[TASK DIRECTIONS] All lines in the material below that hold "stale" should be found and copied.

[EXCERPTED RECORDS]
++++++++++++++++++++

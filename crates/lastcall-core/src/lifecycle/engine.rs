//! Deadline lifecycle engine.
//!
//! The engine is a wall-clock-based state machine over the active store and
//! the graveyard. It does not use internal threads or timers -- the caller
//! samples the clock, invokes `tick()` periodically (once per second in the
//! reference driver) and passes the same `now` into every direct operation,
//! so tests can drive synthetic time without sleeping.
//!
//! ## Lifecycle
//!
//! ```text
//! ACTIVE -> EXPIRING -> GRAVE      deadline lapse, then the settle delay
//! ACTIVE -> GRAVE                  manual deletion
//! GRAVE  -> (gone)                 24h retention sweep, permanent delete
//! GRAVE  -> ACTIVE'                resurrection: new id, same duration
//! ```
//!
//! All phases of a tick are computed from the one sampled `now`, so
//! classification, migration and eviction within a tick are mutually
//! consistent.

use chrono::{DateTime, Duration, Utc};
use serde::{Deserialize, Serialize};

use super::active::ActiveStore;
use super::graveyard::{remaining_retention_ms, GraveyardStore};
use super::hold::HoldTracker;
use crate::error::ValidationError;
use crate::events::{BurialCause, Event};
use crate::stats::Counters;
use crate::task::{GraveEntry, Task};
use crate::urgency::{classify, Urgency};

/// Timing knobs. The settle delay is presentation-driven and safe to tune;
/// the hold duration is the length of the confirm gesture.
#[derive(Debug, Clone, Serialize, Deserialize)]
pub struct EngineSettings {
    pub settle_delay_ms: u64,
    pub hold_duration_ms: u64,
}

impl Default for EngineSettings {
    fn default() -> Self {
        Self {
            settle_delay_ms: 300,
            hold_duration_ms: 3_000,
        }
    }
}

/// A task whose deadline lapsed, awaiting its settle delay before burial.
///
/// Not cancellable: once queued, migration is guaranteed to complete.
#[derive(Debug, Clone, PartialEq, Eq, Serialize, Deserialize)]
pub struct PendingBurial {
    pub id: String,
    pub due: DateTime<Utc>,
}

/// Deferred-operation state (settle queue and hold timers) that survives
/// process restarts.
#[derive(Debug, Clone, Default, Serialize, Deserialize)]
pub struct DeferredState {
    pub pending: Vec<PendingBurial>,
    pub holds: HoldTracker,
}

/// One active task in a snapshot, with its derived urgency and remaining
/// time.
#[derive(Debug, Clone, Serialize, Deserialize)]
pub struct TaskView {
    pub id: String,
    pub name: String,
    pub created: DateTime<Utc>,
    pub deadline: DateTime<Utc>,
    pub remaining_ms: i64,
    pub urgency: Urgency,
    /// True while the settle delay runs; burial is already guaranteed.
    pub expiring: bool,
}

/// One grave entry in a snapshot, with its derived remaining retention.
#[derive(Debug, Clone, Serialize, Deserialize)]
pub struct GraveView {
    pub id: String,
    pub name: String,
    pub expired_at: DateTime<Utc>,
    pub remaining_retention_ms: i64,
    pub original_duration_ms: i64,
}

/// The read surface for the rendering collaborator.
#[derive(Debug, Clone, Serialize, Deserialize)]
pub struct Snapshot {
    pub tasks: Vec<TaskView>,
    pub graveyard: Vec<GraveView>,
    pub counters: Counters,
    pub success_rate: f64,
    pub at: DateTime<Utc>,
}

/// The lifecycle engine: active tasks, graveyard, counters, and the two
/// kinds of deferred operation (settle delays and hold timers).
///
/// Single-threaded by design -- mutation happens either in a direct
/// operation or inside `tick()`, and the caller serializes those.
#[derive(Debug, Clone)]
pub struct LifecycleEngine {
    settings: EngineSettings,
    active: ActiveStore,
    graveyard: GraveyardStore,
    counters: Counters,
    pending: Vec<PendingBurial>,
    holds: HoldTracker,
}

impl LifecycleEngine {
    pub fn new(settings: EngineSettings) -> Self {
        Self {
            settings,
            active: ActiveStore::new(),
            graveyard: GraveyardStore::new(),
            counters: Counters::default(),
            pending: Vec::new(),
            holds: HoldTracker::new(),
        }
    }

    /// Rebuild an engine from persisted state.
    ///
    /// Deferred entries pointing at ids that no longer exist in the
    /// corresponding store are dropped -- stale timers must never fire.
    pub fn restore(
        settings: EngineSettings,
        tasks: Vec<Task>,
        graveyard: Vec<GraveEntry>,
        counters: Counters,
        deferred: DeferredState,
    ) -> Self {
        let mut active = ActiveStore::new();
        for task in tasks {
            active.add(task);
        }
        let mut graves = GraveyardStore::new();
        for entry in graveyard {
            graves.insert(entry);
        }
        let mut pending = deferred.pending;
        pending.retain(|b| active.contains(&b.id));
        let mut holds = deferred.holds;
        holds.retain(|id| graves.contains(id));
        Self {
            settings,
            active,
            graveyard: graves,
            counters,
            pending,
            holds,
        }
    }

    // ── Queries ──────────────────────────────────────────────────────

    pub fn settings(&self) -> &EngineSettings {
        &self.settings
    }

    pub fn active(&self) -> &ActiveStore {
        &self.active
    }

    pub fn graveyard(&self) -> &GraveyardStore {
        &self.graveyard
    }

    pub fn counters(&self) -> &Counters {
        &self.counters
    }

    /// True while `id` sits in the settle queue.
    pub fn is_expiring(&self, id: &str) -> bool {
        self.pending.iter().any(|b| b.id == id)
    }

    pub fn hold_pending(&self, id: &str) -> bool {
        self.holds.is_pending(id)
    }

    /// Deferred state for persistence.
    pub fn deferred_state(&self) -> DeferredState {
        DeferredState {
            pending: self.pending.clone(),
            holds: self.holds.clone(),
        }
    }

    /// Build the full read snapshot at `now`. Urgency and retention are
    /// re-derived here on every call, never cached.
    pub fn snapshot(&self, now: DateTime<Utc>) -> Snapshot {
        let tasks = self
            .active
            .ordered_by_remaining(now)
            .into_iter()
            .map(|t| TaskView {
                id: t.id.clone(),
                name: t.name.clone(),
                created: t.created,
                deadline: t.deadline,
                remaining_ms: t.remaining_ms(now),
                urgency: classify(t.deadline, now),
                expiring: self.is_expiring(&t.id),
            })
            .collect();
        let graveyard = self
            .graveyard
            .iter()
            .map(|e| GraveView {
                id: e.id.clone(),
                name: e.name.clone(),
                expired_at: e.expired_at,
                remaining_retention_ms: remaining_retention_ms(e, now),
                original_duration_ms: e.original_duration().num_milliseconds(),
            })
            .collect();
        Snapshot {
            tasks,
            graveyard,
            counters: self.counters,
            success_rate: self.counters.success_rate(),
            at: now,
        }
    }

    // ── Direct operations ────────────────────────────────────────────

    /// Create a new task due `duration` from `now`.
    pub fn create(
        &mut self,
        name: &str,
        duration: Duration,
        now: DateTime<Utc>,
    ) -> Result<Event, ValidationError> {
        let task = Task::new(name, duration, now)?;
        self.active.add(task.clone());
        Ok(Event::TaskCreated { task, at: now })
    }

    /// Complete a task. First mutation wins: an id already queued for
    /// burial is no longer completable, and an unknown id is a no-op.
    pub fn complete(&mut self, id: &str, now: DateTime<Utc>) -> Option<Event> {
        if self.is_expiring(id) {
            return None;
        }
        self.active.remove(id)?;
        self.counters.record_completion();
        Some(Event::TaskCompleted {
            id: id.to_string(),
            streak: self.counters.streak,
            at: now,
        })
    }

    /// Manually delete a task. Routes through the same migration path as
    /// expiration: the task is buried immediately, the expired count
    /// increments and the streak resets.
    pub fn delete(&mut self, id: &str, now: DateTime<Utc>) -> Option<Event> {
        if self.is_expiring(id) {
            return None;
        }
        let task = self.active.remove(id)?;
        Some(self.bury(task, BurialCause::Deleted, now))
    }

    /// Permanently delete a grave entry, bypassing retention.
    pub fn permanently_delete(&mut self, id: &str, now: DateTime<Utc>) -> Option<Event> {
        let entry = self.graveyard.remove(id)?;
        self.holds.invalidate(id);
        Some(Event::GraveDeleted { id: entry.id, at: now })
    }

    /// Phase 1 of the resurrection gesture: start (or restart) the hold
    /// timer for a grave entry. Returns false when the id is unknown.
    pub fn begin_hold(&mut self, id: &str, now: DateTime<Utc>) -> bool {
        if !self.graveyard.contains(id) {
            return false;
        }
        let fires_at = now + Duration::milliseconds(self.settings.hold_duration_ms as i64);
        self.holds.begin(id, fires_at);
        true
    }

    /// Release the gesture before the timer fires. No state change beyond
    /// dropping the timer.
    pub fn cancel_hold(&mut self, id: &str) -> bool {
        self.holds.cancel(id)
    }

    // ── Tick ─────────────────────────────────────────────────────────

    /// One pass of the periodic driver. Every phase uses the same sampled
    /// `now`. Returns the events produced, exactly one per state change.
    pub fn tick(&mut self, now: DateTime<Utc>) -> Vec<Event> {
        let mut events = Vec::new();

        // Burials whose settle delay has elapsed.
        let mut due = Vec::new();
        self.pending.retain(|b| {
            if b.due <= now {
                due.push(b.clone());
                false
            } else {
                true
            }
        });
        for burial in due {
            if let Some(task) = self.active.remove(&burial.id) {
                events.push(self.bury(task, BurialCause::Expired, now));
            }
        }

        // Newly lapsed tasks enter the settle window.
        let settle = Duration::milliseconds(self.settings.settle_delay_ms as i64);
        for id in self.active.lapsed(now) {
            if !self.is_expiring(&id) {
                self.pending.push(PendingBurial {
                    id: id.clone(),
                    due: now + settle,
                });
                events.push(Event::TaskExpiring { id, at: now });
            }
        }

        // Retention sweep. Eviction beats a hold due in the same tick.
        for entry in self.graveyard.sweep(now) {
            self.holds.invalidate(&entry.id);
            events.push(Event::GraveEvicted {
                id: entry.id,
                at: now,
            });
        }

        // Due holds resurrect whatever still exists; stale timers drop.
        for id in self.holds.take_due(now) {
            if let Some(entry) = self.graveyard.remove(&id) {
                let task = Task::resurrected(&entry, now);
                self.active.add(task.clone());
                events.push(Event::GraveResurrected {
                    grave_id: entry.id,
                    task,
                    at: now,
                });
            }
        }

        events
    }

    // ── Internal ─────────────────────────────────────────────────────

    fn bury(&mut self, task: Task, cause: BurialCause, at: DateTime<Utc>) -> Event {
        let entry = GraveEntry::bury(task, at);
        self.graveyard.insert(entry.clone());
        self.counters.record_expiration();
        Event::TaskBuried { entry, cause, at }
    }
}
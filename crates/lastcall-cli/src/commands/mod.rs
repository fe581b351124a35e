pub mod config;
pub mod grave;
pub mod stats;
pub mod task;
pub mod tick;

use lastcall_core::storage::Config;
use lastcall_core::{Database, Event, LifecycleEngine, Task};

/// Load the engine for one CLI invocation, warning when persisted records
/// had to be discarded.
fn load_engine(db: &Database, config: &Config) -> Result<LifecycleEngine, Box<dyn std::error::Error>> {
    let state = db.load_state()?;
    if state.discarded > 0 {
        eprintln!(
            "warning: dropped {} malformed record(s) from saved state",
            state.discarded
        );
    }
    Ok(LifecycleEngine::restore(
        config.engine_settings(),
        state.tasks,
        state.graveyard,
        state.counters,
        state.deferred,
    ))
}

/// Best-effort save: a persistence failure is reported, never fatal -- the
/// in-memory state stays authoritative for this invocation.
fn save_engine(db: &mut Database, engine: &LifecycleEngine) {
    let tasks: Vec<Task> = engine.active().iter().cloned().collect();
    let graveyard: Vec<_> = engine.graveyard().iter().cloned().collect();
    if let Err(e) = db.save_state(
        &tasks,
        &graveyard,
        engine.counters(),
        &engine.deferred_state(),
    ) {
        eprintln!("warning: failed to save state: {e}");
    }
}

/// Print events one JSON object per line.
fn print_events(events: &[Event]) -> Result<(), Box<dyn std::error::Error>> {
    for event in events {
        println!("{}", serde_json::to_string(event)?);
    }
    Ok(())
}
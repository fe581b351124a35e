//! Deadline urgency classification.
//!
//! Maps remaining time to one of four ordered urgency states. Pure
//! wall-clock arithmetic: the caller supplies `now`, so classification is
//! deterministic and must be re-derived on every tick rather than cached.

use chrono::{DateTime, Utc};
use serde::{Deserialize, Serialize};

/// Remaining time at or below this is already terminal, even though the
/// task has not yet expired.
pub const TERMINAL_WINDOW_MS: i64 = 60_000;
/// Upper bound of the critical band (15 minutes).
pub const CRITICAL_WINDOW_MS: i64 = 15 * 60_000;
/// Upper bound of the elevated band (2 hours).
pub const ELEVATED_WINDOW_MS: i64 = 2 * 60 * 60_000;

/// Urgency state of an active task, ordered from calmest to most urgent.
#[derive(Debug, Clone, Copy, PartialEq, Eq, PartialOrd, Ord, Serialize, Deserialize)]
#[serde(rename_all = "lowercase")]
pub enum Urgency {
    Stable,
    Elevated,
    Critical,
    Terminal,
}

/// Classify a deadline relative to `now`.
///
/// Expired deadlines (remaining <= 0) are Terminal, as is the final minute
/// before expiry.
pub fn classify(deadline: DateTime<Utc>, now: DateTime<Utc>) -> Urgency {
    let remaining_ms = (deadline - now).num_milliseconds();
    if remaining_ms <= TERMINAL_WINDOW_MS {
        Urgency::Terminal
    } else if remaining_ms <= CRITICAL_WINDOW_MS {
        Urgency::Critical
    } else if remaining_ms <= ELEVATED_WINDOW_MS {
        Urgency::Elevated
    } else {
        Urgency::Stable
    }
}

++++++++++++++++++++

[WRITTEN ANSWER]
    /// corresponding store are dropped -- stale timers must never fire.
        // Due holds resurrect whatever still exists; stale timers drop.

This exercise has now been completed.